Conserving biodiversity is a daunting and complex task. Perhaps no species presents a greater challenge than the giant panda - one of the most recognized and threatened animals on the planet. Its difficult-to-traverse, mountainous habitat in China makes quantifying population numbers in the wild exceedingly difficult. Despite a recent survey suggesting that the wild population may be growing, there is no disagreement that the primary threat is severely fragmented habitat. There now are more than 40 isolated populations, many too small or containing too few giant pandas to be demographically and genetically viable for much longer.
Seminal studies have been conducted on wild giant panda ecology by pioneers such as Wenshi Pan, Zhi Lu and George Schaller. However, we still have only touched on the full complement of information necessary for integrated and robust conservation initiatives. One threat to overall giant panda conservation is simply the lack of broad-based knowledge about its biology. This is particularly important for such an evolutionarily distinct species. Its biological systems are unconventional: distinctive from bears, but a derivative of the ursine lineage; a bear-like, monogastric animal that largely survives on grass (bamboo); and a species that has somehow survived to modern times despite an extraordinarily short (three-day) window of sexual receptivity for the female. Surely, a more detailed understanding of such phenomena is critical, both from a scholarly perspective as well as to provide data that can inform wise management decisions.

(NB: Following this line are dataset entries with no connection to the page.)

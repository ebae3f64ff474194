//! URL construction helpers for the presentation API.
//!
//! Pure functions over the configured base URL. Identifiers are pushed as
//! path segments, so they are percent-encoded.

use lessondeck_core::{ApiError, ExportFormat};
use url::Url;

/// Parse and check the configured API base URL.
pub fn parse_base_url(base: &str) -> Result<Url, ApiError> {
    let url = Url::parse(base)
        .map_err(|e| ApiError::validation(format!("invalid API base URL '{base}': {e}")))?;
    if !matches!(url.scheme(), "http" | "https") || url.cannot_be_a_base() {
        return Err(ApiError::validation(format!(
            "API base URL must be http(s): {base}"
        )));
    }
    Ok(url)
}

/// Append path segments to the base URL.
fn join(base: &Url, segments: &[&str]) -> Url {
    let mut url = base.clone();
    if let Ok(mut path) = url.path_segments_mut() {
        path.pop_if_empty().extend(segments);
    }
    url
}

pub fn generate_url(base: &Url) -> Url {
    join(base, &["presentations", "generate"])
}

/// `GET`/`DELETE {api}/presentations/jobs/{job_id}`.
pub fn job_url(base: &Url, job_id: &str) -> Url {
    join(base, &["presentations", "jobs", job_id])
}

pub fn job_retry_url(base: &Url, job_id: &str) -> Url {
    join(base, &["presentations", "jobs", job_id, "retry"])
}

pub fn presentation_url(base: &Url, presentation_id: &str) -> Url {
    join(base, &["presentations", presentation_id])
}

/// `GET {api}/presentations/{id}/export?format=...` (direct download) or,
/// without a query, the progress-tracked `POST` endpoint.
pub fn export_url(base: &Url, presentation_id: &str, format: Option<ExportFormat>) -> Url {
    let mut url = join(base, &["presentations", presentation_id, "export"]);
    if let Some(format) = format {
        url.query_pairs_mut().append_pair("format", format.as_str());
    }
    url
}

/// `{api}/presentations/exports/{export_id}/{action}`.
pub fn export_job_url(base: &Url, export_id: &str, action: &str) -> Url {
    join(base, &["presentations", "exports", export_id, action])
}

This requires coordination and collaboration among numerous stakeholder groups, including governments, academia, conservation organisations, zoos and breeding centres and local communities.
In addition to the estimated 1500 giant pandas now thought to inhabit the wild, a second population also exists - in Chinese zoos and breeding centres. This population, accessible to the public and to scientists, represents a valuable resource for answering many of the research questions that, for various reasons, cannot be addressed in the wild. Maintaining the captive population should never be viewed as a substitute for conserving giant pandas and their wild habitat. Nevertheless, data gleaned from studies in this environment can help to round out the available information that will contribute to informed decision-making as comprehensive management and recovery plans are developed.
Conservation breeding of giant pandas in China is a fascinating story. From a futile beginning only a few decades ago, the Chinese have made remarkable progress in developing a healthy population of giant pandas that not only provides a valuable research resource but also an insurance policy against extinction. Many of the steps forward have been made by the Chinese themselves, but advancements accelerated even more quickly with a request for advice from the Chinese Association of Zoological Gardens to the IUCN/SSC Conservation Breeding Specialist Group. The result was a stakeholder workshop followed by a unique Biomedical Survey - a multidisciplinary, cross-cultural effort that started as an experiment and blossomed into a relationship that has generated massive new information on the giant panda, most of which is summarised in this book. This project produced a host of new research questions, partnerships and capacity building initiatives. Additionally, data generated from this project have taken giant panda management in new directions, from enhancing reproduction in previously infertile individuals, to developing a global cooperative breeding programme to maintain genetic diversity.
This book is the first-ever compendium on the biology and management of giant pandas, and provides a summary of contemporary scientific information derived from studying more than 60 giant pandas living in zoos and breeding centres in China. It adds data to our fragmented knowledge concerning giant panda biology, including health issues, behaviour, nutrition, reproductive physiology/endocrinology, assisted breeding, early development and social competence, behavioural enrichment and medical and genetic management.
As importantly, these new data have been gleaned from a multi-institutional, multidisciplinary approach involving partnerships and coordinated teams of western and Chinese scientists. In addition to the scientific data presented, this text tells an appealing story of partnerships and collaboration, describing how people from diverse cultures worked hand-in-hand to resolve the health and reproductive problems facing giant pandas living in Chinese zoos and breeding centres. Each chapter also describes what we do not yet know while offering explicit recommendations for future studies. I heartily concur with the conclusion of virtually all authors that the highest priority is to continue to build capacity, generating a cadre of young, enthusiastic scientists prepared to tackle the difficult issues facing the rich biodiversity of China (far beyond giant pandas). Extending this capacity, most of all, is the legacy of this ground-breaking endeavour.